Essentially, CANGRO a local canner of locally-grown fruit products is closing, primarily due to foreign competition:
It was a pragmatic decision on the part of CanGro, owned by American private equity firms Sun Capital and EG Capital Group.
Quite simply, the products can be made cheaper elsewhere.
The part about stagnant canned-fruit sales is unproblematic. I remember liking canned peaches, but the syrup was needlessly sweet, so I don't buy them anymore. If people are simply deciding not to buy canned fruit, well, there's nothing that can be done to force us to do so.
Many union reps, growers, economists and even consumers reluctantly acknowledge the canned products put out by the plant, Del Monte fruit cocktails and the like, were approaching their best-before date. Consumption of canned goods is near stagnant (about 2 per cent growth a year), fruit production costs (particularly labour) are escalating, and the plant, while it made money, was not considered efficient in global terms.
On the other hand, it says that sales are stagnant, not declining. Sounds like the average hourly wage since the early 1970s if you'd ask me. If it's good enough for working people then it oughta be good enough for a Canadian business, no? Regardless, the same amount of people seem to be buying this product. So who is going to provide it for them?
That's where it gets a little sticky for me. Labour costs are escalating? Agricultural wages in Canada are relatively modest compared to the average Canadian wage. Furthermore, the work is often difficult and tiring. What are we comparing these wages to? Enslaved alien labour in the fields of Florida? Indentured peasants in South America, India or Africa? Super-exploited Chinese workers? Given the hellish nature of much of the rest of the world economy, being "considered efficient in global terms" has a bit of a chilling edge to it.

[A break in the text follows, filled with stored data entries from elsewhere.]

//! Remote image fetching for embedded media and avatars.
//!
//! Every fetch is bounded by its own timeout and returns a `Result` that the
//! caller pattern-matches into "draw" or "fall back". Nothing here retries.

use std::future::Future;
use std::time::Duration;

use image::RgbaImage;
use tokio_util::sync::CancellationToken;
use tracing::debug;
use url::Url;

use crate::config::FetchConfig;
use crate::content::Avatar;
use crate::error::{FetchError, RenderError};
use crate::images::decode_image;

/// Loads a decoded image from an address.
pub trait ImageFetcher: Send + Sync {
    fn fetch(&self, url: &str) -> impl Future<Output = Result<RgbaImage, FetchError>> + Send;
}

/// HTTP(S) fetcher with a per-request timeout and body size cap.
#[derive(Clone)]
pub struct HttpImageFetcher {
    http: reqwest::Client,
    timeout: Duration,
    max_bytes: u64,
}

impl HttpImageFetcher {
    /// # Errors
    /// Returns an error if the HTTP client cannot be built.
    pub fn new(config: &FetchConfig) -> Result<Self, FetchError> {
        let http = reqwest::Client::builder()
            .user_agent(config.user_agent.clone())
            .build()?;
        Ok(Self {
            http,
            timeout: config.timeout(),
            max_bytes: config.max_bytes,
        })
    }

    pub fn timeout(&self) -> Duration {
        self.timeout
    }

    async fn download(&self, url: Url) -> Result<Vec<u8>, FetchError> {
        let mut response = self
            .http
            .get(url)
            .timeout(self.timeout)
            .send()
            .await
            .map_err(|e| self.classify(e))?;

        let status = response.status();
        if !status.is_success() {
            return Err(FetchError::Status(status.as_u16()));
        }
        if response.content_length().is_some_and(|len| len > self.max_bytes) {
            return Err(FetchError::TooLarge { limit: self.max_bytes });
        }

        let mut body = Vec::new();
        while let Some(chunk) = response.chunk().await.map_err(|e| self.classify(e))? {
            if (body.len() + chunk.len()) as u64 > self.max_bytes {
                return Err(FetchError::TooLarge { limit: self.max_bytes });
            }
            body.extend_from_slice(&chunk);
        }
        Ok(body)
    }

    fn classify(&self, err: reqwest::Error) -> FetchError {
        if err.is_timeout() {
            FetchError::Timeout(self.timeout)
        } else {
            FetchError::Request(err)
        }
    }
}

impl std::fmt::Debug for HttpImageFetcher {
    fn fmt(&self, f: &mut std::fmt::Formatter<'_>) -> std::fmt::Result {
        f.debug_struct("HttpImageFetcher")
            .field("timeout", &self.timeout)
            .field("max_bytes", &self.max_bytes)
            .finish_non_exhaustive()
    }
}

impl ImageFetcher for HttpImageFetcher {
    async fn fetch(&self, url: &str) -> Result<RgbaImage, FetchError> {
        let parsed = parse_remote_url(url)?;
        let body = self.download(parsed).await?;
        sniff_image(&body)?;
        decode_image(&body).map_err(FetchError::Decode)
    }
}

fn parse_remote_url(raw: &str) -> Result<Url, FetchError> {
    let url = Url::parse(raw).map_err(|e| FetchError::Address(format!("{raw}: {e}")))?;
    match url.scheme() {
        "http" | "https" => Ok(url),
        other => Err(FetchError::Address(format!("scheme {other} is not fetched"))),
    }
}

/// Rejects bodies whose magic bytes are not a known image format.
fn sniff_image(body: &[u8]) -> Result<(), FetchError> {
    if infer::is_image(body) {
        return Ok(());
    }
    let kind = infer::get(body).map_or("unknown", |t| t.mime_type());
    Err(FetchError::NotAnImage(kind.to_string()))
}

/// Runs one fetch unless the render is cancelled first.
///
/// The outer error means "stop rendering"; the inner one is the fetch's own
/// outcome, which the caller recovers from.
pub async fn fetch_at_boundary<F: ImageFetcher>(
    fetcher: &F,
    url: &str,
    cancel: &CancellationToken,
) -> Result<Result<RgbaImage, FetchError>, RenderError> {
    if cancel.is_cancelled() {
        return Err(RenderError::Cancelled);
    }
    tokio::select! {
        biased;
        () = cancel.cancelled() => Err(RenderError::Cancelled),
        fetched = fetcher.fetch(url) => Ok(fetched),
    }
}

/// Resolves an avatar to a bitmap; any failure omits it.
pub async fn load_avatar<F: ImageFetcher>(
    fetcher: &F,
    avatar: Option<&Avatar>,
    cancel: &CancellationToken,
) -> Result<Option<RgbaImage>, RenderError> {
    let loaded = match avatar {
        None => return Ok(None),
        Some(Avatar::Inline(bytes)) => decode_image(bytes).map_err(FetchError::Decode),
        Some(Avatar::Remote(url)) => fetch_at_boundary(fetcher, url, cancel).await?,
    };

    match loaded {
        Ok(image) => Ok(Some(image)),
        Err(err) => {
            debug!(error = %err, "avatar omitted");
            Ok(None)
        }
    }
}

#[cfg(test)]
mod tests {
    use super::*;
    use crate::images::encode_png;

    struct Never;

    impl ImageFetcher for Never {
        async fn fetch(&self, _url: &str) -> Result<RgbaImage, FetchError> {
            std::future::pending().await
        }
    }

    struct Missing;

    impl ImageFetcher for Missing {
        async fn fetch(&self, _url: &str) -> Result<RgbaImage, FetchError> {
            Err(FetchError::Status(404))
        }
    }

    #[test]
    fn test_only_http_schemes_are_fetched() {
        assert!(parse_remote_url("https://example.com/a.png").is_ok());
        assert!(parse_remote_url("http://example.com/a.png").is_ok());
        assert!(matches!(parse_remote_url("file:///etc/passwd"), Err(FetchError::Address(_))));
        assert!(matches!(parse_remote_url("not a url"), Err(FetchError::Address(_))));
    }

    #[test]
    fn test_sniff_rejects_html() {
        let err = sniff_image(b"<!doctype html><html></html>").unwrap_err();
        assert!(matches!(err, FetchError::NotAnImage(_)));
        let png = encode_png(&RgbaImage::new(2, 2)).unwrap();
        assert!(sniff_image(&png).is_ok());
    }

    #[tokio::test]
    async fn test_cancelled_token_stops_before_fetch() {
        let cancel = CancellationToken::new();
        cancel.cancel();
        let result = fetch_at_boundary(&Never, "https://example.com/a.png", &cancel).await;
        assert!(matches!(result, Err(RenderError::Cancelled)));
    }

    #[tokio::test]
    async fn test_cancel_interrupts_pending_fetch() {
        let cancel = CancellationToken::new();
        let trigger = cancel.clone();
        tokio::spawn(async move {
            tokio::time::sleep(Duration::from_millis(20)).await;
            trigger.cancel();
        });
        let result = fetch_at_boundary(&Never, "https://example.com/a.png", &cancel).await;
        assert!(matches!(result, Err(RenderError::Cancelled)));
    }

    #[tokio::test]
    async fn test_inline_avatar_decodes_without_fetching() {
        let png = encode_png(&RgbaImage::from_pixel(4, 4, image::Rgba([1, 2, 3, 255]))).unwrap();
        let avatar = Avatar::Inline(png);
        let loaded = load_avatar(&Never, Some(&avatar), &CancellationToken::new())
            .await
            .unwrap();
        assert_eq!(loaded.map(|img| img.dimensions()), Some((4, 4)));
    }

    #[tokio::test]
    async fn test_failed_remote_avatar_is_omitted() {
        let avatar = Avatar::Remote("https://example.com/me.jpg".to_string());
        let loaded = load_avatar(&Missing, Some(&avatar), &CancellationToken::new())
            .await
            .unwrap();
        assert!(loaded.is_none());
    }

    #[tokio::test]
    async fn test_broken_inline_avatar_is_omitted() {
        let avatar = Avatar::Inline(b"garbage".to_vec());
        let loaded = load_avatar(&Never, Some(&avatar), &CancellationToken::new())
            .await
            .unwrap();
        assert!(loaded.is_none());
    }
}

Well, okay, big deal, a canning operation in Ontario shut down, the skeptic might say. But there's more troubling implications for this. The article states that local fruit growers are going to switch to growing fresh market fruit varieties of peaches and etc., now that the canner isn't buying their production. But there are stresses involved in this transition:
But changing direction in fruit production is a long, expensive process.
Trees can take years to come into production, and the return on investment can be even longer. Many tender fruit growers were already grappling with plum pox -- a virus that has plagued the peninsula for about eight years --when the plant announced it would close.
"We were just crawling out of that and then this came," said John Thwaites, a Niagara-on-the-Lake grower. "We've gone through the expense of replanting and we have to live with the loss of that lost market. It won't be until four years from now when these trees start bearing fruit that we'll start recovering."
As well, there's the impact on the workers and the community. In all, about 280 full-time jobs in the area have been lost. Coupled with the de-industrialization in the rest of Ontario, this represents a considerable loss to the area. Again, this move appears to have been predicated on the fact that a profit-driven corporation has discovered that (for whatever reason) wages are lower in other parts of the world.
This is what I mean by "market failure." One of Canada's best (and one of its few) areas of agricultural lands is under stress, local communities are devastated, all so that "investors" can take advantage of lower wages, taxes, and regulatory regimes in other parts of the world. Based on a very narrow calculus of value, the sustainability of the Niagara fruit-belt is put under needless strain.